Below are links to vetted websites and the library offers a variety of health resources including Health and Wellness Resource Center.

With a new year upon us, resolutions to lose weight and get fit are surely on the top of many a “to do” list for 2011. In the rush to join a gym and get started, some folks jump in with the best of intentions but with little caution for how to put together a safe exercise regimen. Some suggestions and resources for getting fit safely follow.

Medical professionals have long advised those beginning a workout routine to first consult their physician for clearance and guidance. This is particularly important for those who are recovering from illness or injury, pregnant, have diabetes or other diagnosed health condition, are over 65 or have a heart condition. Your physician will likely encourage some form of exercise but not be able to provide guidance on what types and how often.

Fitness experts are used to the mad rush to the gym that inevitably hits post-holiday season. They are just as accustomed to seeing gym attendance flounder come February. To stick to a healthy and effective fitness routine, they advise that individuals set realistic expectations and achievable goals. By sticking to one small physical activity goal and perhaps one small nutrition goal, beginners are more likely to see success and keep at it.

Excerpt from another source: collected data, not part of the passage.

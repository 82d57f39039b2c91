//! PostgreSQL repository implementations.

use async_trait::async_trait;
use sea_orm::sea_query::{Alias, Expr, Func, LikeExpr, SimpleExpr};
use sea_orm::{
    ColumnTrait, Condition, EntityTrait, Order, PaginatorTrait, QueryFilter, QueryOrder, Select,
};

use quill_core::domain::{Author, Post, PostWithAuthor};
use quill_core::error::RepoError;
use quill_core::ports::{AuthorRepository, PostRepository};
use quill_core::query::{OrderField, PageRequest, PostFilter, SortOrder};

use super::entity::author::{self, Entity as AuthorEntity};
use super::entity::post::{self, Entity as PostEntity, Status};
use super::postgres_base::{PostgresBaseRepository, query_err};

/// PostgreSQL author repository.
pub type PostgresAuthorRepository = PostgresBaseRepository<AuthorEntity>;

/// PostgreSQL post repository.
pub type PostgresPostRepository = PostgresBaseRepository<PostEntity>;

#[async_trait]
impl AuthorRepository for PostgresAuthorRepository {
    async fn find_by_username(&self, username: &str) -> Result<Option<Author>, RepoError> {
        tracing::debug!(username, "Finding author by username");

        let result = AuthorEntity::find()
            .filter(author::Column::Username.eq(username))
            .one(&self.db)
            .await
            .map_err(query_err)?;

        Ok(result.map(Into::into))
    }
}

#[async_trait]
impl PostRepository for PostgresPostRepository {
    async fn find_by_slug(&self, slug: &str) -> Result<Option<Post>, RepoError> {
        let result = PostEntity::find()
            .filter(post::Column::Slug.eq(slug))
            .one(&self.db)
            .await
            .map_err(query_err)?;

        Ok(result.map(Into::into))
    }

    async fn find_published_by_slug(
        &self,
        slug: &str,
    ) -> Result<Option<PostWithAuthor>, RepoError> {
        let row = PostEntity::find()
            .filter(post::Column::Slug.eq(slug))
            .filter(post::Column::Status.eq(Status::Published))
            .find_also_related(AuthorEntity)
            .one(&self.db)
            .await
            .map_err(query_err)?;

        row.map(join_row).transpose()
    }

    async fn list_published(
        &self,
        filter: &PostFilter,
        order: SortOrder,
        page: PageRequest,
    ) -> Result<(Vec<PostWithAuthor>, u64), RepoError> {
        let paginator = ordered(published_select(filter), order)
            .find_also_related(AuthorEntity)
            .paginate(&self.db, page.page_size);

        let total = paginator.num_items().await.map_err(query_err)?;
        if total <= page.offset() {
            return Ok((Vec::new(), total));
        }

        let rows = paginator
            .fetch_page(page.page - 1)
            .await
            .map_err(query_err)?;
        let items = rows
            .into_iter()
            .map(join_row)
            .collect::<Result<Vec<_>, _>>()?;

        Ok((items, total))
    }

    async fn delete_all(&self) -> Result<u64, RepoError> {
        let result = PostEntity::delete_many()
            .exec(&self.db)
            .await
            .map_err(query_err)?;

        Ok(result.rows_affected)
    }
}

/// Published posts matching `filter`, unordered.
pub(crate) fn published_select(filter: &PostFilter) -> Select<PostEntity> {
    let mut condition = Condition::all().add(post::Column::Status.eq(Status::Published));

    if let Some(after) = filter.published_after {
        condition = condition.add(post::Column::PublishedAt.gt(after));
    }
    if let Some(before) = filter.published_before {
        condition = condition.add(post::Column::PublishedAt.lt(before));
    }

    for term in &filter.terms {
        let pattern = format!("%{}%", escape_like(term));
        condition = condition.add(
            Condition::any()
                .add(lower_like((PostEntity, post::Column::Title), &pattern))
                .add(lower_like((PostEntity, post::Column::Body), &pattern))
                .add(lower_like((AuthorEntity, author::Column::FirstName), &pattern))
                .add(lower_like((AuthorEntity, author::Column::LastName), &pattern))
                .add(
                    Condition::all()
                        .add(is_blank((AuthorEntity, author::Column::FirstName)))
                        .add(is_blank((AuthorEntity, author::Column::LastName)))
                        .add(lower_like((AuthorEntity, author::Column::Username), &pattern)),
                ),
        );
    }

    PostEntity::find().filter(condition)
}

fn ordered(select: Select<PostEntity>, order: SortOrder) -> Select<PostEntity> {
    let column = match order.field {
        OrderField::PublishedAt => post::Column::PublishedAt,
        OrderField::CreatedAt => post::Column::CreatedAt,
        OrderField::Title => post::Column::Title,
    };
    let direction = if order.descending {
        Order::Desc
    } else {
        Order::Asc
    };
    select
        .order_by(column, direction)
        .order_by(post::Column::Id, Order::Desc)
}

/// `LOWER(column) LIKE pattern`; terms are already lowercased.
fn lower_like<C>(column: C, pattern: &str) -> SimpleExpr
where
    C: sea_orm::sea_query::IntoColumnRef,
{
    Expr::expr(Func::lower(Expr::col(column))).like(LikeExpr::new(pattern).escape('\\'))
}

/// Authors with no name are shown by username, so search falls back to it.
fn is_blank<C>(column: C) -> SimpleExpr
where
    C: sea_orm::sea_query::IntoColumnRef,
{
    Expr::expr(Func::cust(Alias::new("TRIM")).arg(Expr::col(column))).eq("")
}

fn escape_like(term: &str) -> String {
    let mut escaped = String::with_capacity(term.len());
    for c in term.chars() {
        if matches!(c, '\\' | '%' | '_') {
            escaped.push('\\');
        }
        escaped.push(c);
    }
    escaped
}

fn join_row((post, author): (post::Model, Option<author::Model>)) -> Result<PostWithAuthor, RepoError> {
    let author = author.ok_or_else(|| {
        RepoError::Query(format!("post '{}' has no author row", post.slug))
    })?;
    Ok(PostWithAuthor {
        post: post.into(),
        author: author.into(),
    })
}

Fitness pros also suggest a whole body approach to exercise that includes both cardio and weight-bearing activities. A holistic approach to exercise ensures both a strong cardio workout that will benefit the heart, lungs and blood vessels and a workout that will enhance the function and long-term health of one’s bones, muscles, joints and connective tissues.

Working with a personal trainer who is certified is typically extremely useful to exercise novices who may not even know what a realistic physical activity goal would be. Likewise, working with a trained professional , exercise newbies can learn how to use equipment that may seem intimidating, how to integrate cardio and weight-bearing exercise into a workout routine and how to set achievable weight loss goals.

Numerous resources provide guidance on exercise and doing so safely. Some of those follow.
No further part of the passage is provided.